● Assignment: In the listing below, find each line that holds the string "AppFormatter" and copy it.

── Data excerpts ──

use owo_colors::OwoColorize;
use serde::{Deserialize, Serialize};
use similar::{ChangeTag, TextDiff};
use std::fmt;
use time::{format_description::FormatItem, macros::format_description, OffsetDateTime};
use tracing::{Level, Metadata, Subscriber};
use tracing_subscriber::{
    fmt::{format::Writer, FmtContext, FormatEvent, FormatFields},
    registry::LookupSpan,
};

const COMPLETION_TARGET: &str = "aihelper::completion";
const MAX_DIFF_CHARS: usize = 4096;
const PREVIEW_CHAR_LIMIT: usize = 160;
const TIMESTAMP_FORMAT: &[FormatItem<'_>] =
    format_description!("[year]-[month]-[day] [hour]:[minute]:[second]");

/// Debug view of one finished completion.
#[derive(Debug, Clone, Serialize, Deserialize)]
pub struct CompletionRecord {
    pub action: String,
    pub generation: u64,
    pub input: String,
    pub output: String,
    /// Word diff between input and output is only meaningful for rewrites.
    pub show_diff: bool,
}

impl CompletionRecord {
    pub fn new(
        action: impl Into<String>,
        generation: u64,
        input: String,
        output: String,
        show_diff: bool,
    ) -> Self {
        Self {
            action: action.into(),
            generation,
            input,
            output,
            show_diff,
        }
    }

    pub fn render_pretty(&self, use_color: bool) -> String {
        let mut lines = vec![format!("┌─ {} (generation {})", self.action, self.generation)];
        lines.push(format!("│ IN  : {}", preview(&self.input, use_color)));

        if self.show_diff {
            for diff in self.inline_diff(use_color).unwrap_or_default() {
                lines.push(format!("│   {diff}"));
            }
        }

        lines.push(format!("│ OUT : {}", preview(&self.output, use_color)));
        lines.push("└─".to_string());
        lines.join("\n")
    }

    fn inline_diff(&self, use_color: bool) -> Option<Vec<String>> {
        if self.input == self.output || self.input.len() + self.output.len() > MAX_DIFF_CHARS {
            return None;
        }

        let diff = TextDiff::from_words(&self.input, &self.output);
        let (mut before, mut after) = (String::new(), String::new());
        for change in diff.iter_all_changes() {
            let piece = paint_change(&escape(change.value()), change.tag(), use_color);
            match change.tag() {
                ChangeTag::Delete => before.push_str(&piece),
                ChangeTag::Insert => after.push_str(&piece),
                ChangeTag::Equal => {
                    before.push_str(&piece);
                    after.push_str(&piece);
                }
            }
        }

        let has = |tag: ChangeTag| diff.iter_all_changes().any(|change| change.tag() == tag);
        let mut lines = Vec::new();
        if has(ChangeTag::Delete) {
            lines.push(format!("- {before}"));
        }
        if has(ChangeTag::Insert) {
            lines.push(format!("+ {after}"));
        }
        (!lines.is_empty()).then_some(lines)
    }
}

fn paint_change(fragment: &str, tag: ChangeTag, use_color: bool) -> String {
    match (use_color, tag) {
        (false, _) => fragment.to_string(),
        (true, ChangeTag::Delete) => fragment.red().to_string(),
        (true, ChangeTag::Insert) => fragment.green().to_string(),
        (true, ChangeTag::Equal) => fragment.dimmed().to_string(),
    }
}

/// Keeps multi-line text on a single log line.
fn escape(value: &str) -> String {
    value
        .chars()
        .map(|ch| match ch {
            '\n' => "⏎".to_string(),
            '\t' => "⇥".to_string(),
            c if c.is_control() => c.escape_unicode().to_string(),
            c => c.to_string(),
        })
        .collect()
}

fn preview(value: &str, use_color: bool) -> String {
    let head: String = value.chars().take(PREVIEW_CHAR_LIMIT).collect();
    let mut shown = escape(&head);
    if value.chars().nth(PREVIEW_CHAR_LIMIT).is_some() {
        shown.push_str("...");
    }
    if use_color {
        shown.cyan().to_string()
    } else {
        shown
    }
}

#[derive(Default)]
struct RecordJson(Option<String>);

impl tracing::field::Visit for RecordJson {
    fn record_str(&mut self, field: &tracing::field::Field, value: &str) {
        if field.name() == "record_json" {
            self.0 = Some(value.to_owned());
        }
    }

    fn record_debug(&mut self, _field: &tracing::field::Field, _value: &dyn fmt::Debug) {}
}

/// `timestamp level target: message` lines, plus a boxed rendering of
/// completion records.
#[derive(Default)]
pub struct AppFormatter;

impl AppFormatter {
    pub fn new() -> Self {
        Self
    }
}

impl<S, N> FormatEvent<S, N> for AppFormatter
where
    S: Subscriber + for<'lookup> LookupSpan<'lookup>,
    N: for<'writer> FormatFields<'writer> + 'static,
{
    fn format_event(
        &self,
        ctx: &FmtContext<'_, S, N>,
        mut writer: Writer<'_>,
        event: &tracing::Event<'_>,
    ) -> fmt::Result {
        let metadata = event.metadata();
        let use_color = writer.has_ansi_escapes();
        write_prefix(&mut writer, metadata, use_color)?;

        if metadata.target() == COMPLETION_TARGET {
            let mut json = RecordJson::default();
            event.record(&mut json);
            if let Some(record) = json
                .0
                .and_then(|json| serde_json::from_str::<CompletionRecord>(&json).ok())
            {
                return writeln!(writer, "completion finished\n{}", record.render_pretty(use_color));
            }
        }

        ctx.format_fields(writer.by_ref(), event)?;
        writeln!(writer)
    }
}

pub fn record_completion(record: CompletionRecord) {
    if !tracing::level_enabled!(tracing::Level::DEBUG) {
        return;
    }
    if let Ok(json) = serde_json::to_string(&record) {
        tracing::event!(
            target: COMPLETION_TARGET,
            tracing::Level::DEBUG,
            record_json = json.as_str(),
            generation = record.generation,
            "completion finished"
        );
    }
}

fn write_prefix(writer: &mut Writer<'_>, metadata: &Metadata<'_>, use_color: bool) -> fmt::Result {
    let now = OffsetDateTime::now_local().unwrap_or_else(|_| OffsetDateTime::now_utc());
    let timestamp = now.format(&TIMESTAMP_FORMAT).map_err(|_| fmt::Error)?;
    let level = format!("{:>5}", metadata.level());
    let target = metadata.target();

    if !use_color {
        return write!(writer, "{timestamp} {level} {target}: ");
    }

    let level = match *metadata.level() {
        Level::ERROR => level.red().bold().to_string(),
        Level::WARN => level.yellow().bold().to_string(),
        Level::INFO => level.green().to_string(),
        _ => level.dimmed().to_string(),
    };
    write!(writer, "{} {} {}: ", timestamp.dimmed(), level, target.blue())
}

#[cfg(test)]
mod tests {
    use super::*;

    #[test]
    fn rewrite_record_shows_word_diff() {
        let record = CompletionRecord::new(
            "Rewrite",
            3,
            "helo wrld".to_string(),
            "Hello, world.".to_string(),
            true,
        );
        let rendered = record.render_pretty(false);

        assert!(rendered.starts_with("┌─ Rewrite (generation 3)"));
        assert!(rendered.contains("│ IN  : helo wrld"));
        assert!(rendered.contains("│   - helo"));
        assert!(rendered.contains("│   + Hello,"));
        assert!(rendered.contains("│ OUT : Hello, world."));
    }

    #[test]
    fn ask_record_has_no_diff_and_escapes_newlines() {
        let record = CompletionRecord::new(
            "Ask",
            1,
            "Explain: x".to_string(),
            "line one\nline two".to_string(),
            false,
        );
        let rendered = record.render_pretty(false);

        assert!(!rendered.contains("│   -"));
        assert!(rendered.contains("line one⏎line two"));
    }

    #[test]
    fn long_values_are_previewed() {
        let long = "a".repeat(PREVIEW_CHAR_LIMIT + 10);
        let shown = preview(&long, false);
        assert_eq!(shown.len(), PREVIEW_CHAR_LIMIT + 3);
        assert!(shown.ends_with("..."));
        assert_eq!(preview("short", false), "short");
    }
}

───

● Exercise result:
pub struct AppFormatter;
impl AppFormatter {
impl<S, N> FormatEvent<S, N> for AppFormatter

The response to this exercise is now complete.